ИЗ РАЗНЫХ ДАЛЕЙ
ИЗ РАЗНЫХ ДАЛЕЙ
ПРОЛОГ
Очень высокий, худой человек в очках, не скрывающих ясную голубизну его глаз, стоял в саду, у террасы, глядя вдаль. Он, видимо, ждал кого-то. Солнце уже село, наступил долгий светлый вечер.
Из дома раздавались звуки рояля: жена играла фа-минорный ноктюрн Шопена. Как артистично! Она могла бы давать концерты и радовать не только близких… Не пришлось – в том была не ее вина.
Среди кустов запел соловей, но это не мешало слушать музыку. Была какая-то гармоничность в одновременном звучании ноктюрна и соловьиной песни, словно у них был один источник.

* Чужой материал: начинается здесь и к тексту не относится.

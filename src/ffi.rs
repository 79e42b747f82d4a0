//! C ABI bindings (`ffi` feature).
//!
//! Every entry point takes a NUL-terminated JSON request and returns a
//! NUL-terminated JSON envelope, `{"ok": true, "result": ...}` or
//! `{"ok": false, "error": "..."}`. Returned strings must be released with
//! [`fleet_routing_free_string`]. Panics never cross the boundary.

use std::ffi::{CStr, CString};
use std::panic::catch_unwind;

use libc::c_char;
use serde::{Deserialize, Serialize};
use serde_json::{json, Value};

use crate::config::OptimizerConfig;
use crate::models::{Depot, Route, Stop, Vehicle};
use crate::optimizer::RouteOptimizer;
use crate::pricing::{ShippingOptions, ShippingTariff};
use crate::report::{generate_optimization_report, OptimizationReport};

#[derive(Deserialize)]
struct OptimizeRequest {
    clients: Vec<Stop>,
    vehicles: Vec<Vehicle>,
    depot: Depot,
    #[serde(default)]
    config: OptimizerConfig,
}

#[derive(Serialize)]
#[serde(rename_all = "camelCase")]
struct OptimizeResponse {
    routes: Vec<Route>,
    unassigned: Vec<Stop>,
    report: OptimizationReport,
}

#[derive(Deserialize)]
#[serde(rename_all = "camelCase")]
struct QuoteRequest {
    distance_km: f64,
    #[serde(default)]
    options: ShippingOptions,
    #[serde(default)]
    tariff: ShippingTariff,
}

fn optimize_json(request: &str) -> Result<Value, String> {
    let request: OptimizeRequest = serde_json::from_str(request).map_err(|e| e.to_string())?;
    let optimizer = RouteOptimizer::new(request.config).map_err(|e| e.to_string())?;
    let plan = optimizer
        .optimize_multiple_routes(&request.clients, &request.vehicles, &request.depot)
        .map_err(|e| e.to_string())?;
    let report = plan.report();
    let (routes, unassigned) = plan.into_parts();
    serde_json::to_value(OptimizeResponse {
        routes,
        unassigned,
        report,
    })
    .map_err(|e| e.to_string())
}

fn report_json(request: &str) -> Result<Value, String> {
    let routes: Vec<Route> = serde_json::from_str(request).map_err(|e| e.to_string())?;
    serde_json::to_value(generate_optimization_report(&routes)).map_err(|e| e.to_string())
}

fn quote_json(request: &str) -> Result<Value, String> {
    let request: QuoteRequest = serde_json::from_str(request).map_err(|e| e.to_string())?;
    let quote = request
        .tariff
        .quote(request.distance_km, request.options)
        .map_err(|e| e.to_string())?;
    serde_json::to_value(quote).map_err(|e| e.to_string())
}

fn envelope(result: Result<Value, String>) -> String {
    match result {
        Ok(result) => json!({ "ok": true, "result": result }).to_string(),
        Err(error) => json!({ "ok": false, "error": error }).to_string(),
    }
}

/// Reads the request, runs `handler` and hands ownership of the reply to C.
///
/// # Safety
///
/// `request` must be null or point to a valid NUL-terminated string.
unsafe fn call(request: *const c_char, handler: fn(&str) -> Result<Value, String>) -> *mut c_char {
    let reply = if request.is_null() {
        envelope(Err("null request".to_string()))
    } else {
        let text = CStr::from_ptr(request).to_string_lossy().into_owned();
        catch_unwind(|| envelope(handler(&text)))
            .unwrap_or_else(|_| envelope(Err("internal panic".to_string())))
    };
    CString::new(reply)
        .map(CString::into_raw)
        .unwrap_or(std::ptr::null_mut())
}

/// Plans routes. Request: `{clients, vehicles, depot, config?}`.
///
/// # Safety
///
/// `request` must be null or a valid NUL-terminated string.
#[no_mangle]
pub unsafe extern "C" fn fleet_routing_optimize(request: *const c_char) -> *mut c_char {
    call(request, optimize_json)
}

/// Aggregates a JSON array of routes into a report.
///
/// # Safety
///
/// `request` must be null or a valid NUL-terminated string.
#[no_mangle]
pub unsafe extern "C" fn fleet_routing_report(request: *const c_char) -> *mut c_char {
    call(request, report_json)
}

/// Prices a delivery. Request: `{distanceKm, options?, tariff?}`.
///
/// # Safety
///
/// `request` must be null or a valid NUL-terminated string.
#[no_mangle]
pub unsafe extern "C" fn fleet_routing_quote(request: *const c_char) -> *mut c_char {
    call(request, quote_json)
}

/// Releases a string returned by this library.
///
/// # Safety
///
/// `reply` must be null or a pointer previously returned by one of the
/// `fleet_routing_*` functions, not yet freed.
#[no_mangle]
pub unsafe extern "C" fn fleet_routing_free_string(reply: *mut c_char) {
    if !reply.is_null() {
        drop(CString::from_raw(reply));
    }
}

#[cfg(test)]
mod tests {
    use super::*;

    fn roundtrip(
        f: unsafe extern "C" fn(*const c_char) -> *mut c_char,
        request: &str,
    ) -> Value {
        let request = CString::new(request).unwrap();
        unsafe {
            let reply = f(request.as_ptr());
            let text = CStr::from_ptr(reply).to_str().unwrap().to_owned();
            fleet_routing_free_string(reply);
            serde_json::from_str(&text).unwrap()
        }
    }

    #[test]
    fn test_optimize_over_c_abi() {
        let reply = roundtrip(
            fleet_routing_optimize,
            r#"{
                "depot": {"lat": 9.9281, "lon": -84.0907, "name": "Central"},
                "clients": [
                    {"id": 1, "lat": 9.93, "lon": -84.085, "weight": 1},
                    {"id": 2, "lat": 9.925, "lon": -84.09, "weight": 1}
                ],
                "vehicles": [{"id": 1, "capacity": 1}]
            }"#,
        );
        assert_eq!(reply["ok"], true);
        assert_eq!(reply["result"]["routes"].as_array().unwrap().len(), 1);
        assert_eq!(reply["result"]["unassigned"].as_array().unwrap().len(), 1);
        assert_eq!(reply["result"]["report"]["totalDeliveries"], 1);
    }

    #[test]
    fn test_errors_come_back_as_envelope() {
        let reply = roundtrip(
            fleet_routing_optimize,
            r#"{"depot": {"lat": 0, "lon": 0}, "clients": [], "vehicles": [{"id": 1, "capacity": -1}]}"#,
        );
        assert_eq!(reply["ok"], false);
        assert!(reply["error"].as_str().unwrap().contains("vehicle 1"));

        let reply = roundtrip(fleet_routing_report, "not json");
        assert_eq!(reply["ok"], false);
    }

    #[test]
    fn test_quote_over_c_abi() {
        let reply = roundtrip(fleet_routing_quote, r#"{"distanceKm": 11.04}"#);
        assert_eq!(reply["result"]["price"], 2208.0);
    }

    #[test]
    fn test_null_request() {
        let reply = unsafe { fleet_routing_optimize(std::ptr::null()) };
        let text = unsafe { CStr::from_ptr(reply) }.to_str().unwrap().to_owned();
        unsafe { fleet_routing_free_string(reply) };
        assert!(text.contains("null request"));
    }
}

Человек, стоявший в саду, был давно болен. Но частые размышления о жизни и о главном в ней приучили его спокойно относиться к неизбежному. Когда бы оно ни наступило, оставшееся время принадлежит ему. И в те дни, когда болезнь не очень напоминала о себе, он особенно полно чувствовал свою близость к природе.
Эта древняя Вечаша [24] где он проводил летние месяцы, продолжительный вечерний день, пение соловья и звуки рояля – всё сливалось в одно впечатление прощального и ласкового внимания.
Скоро взойдет луна, а соловей умолкнет. Серебристый свет над озером будет такой же, как в ту ночь, когда морская царевна покинула свой подводный терем, чтобы послушать песню гусляра.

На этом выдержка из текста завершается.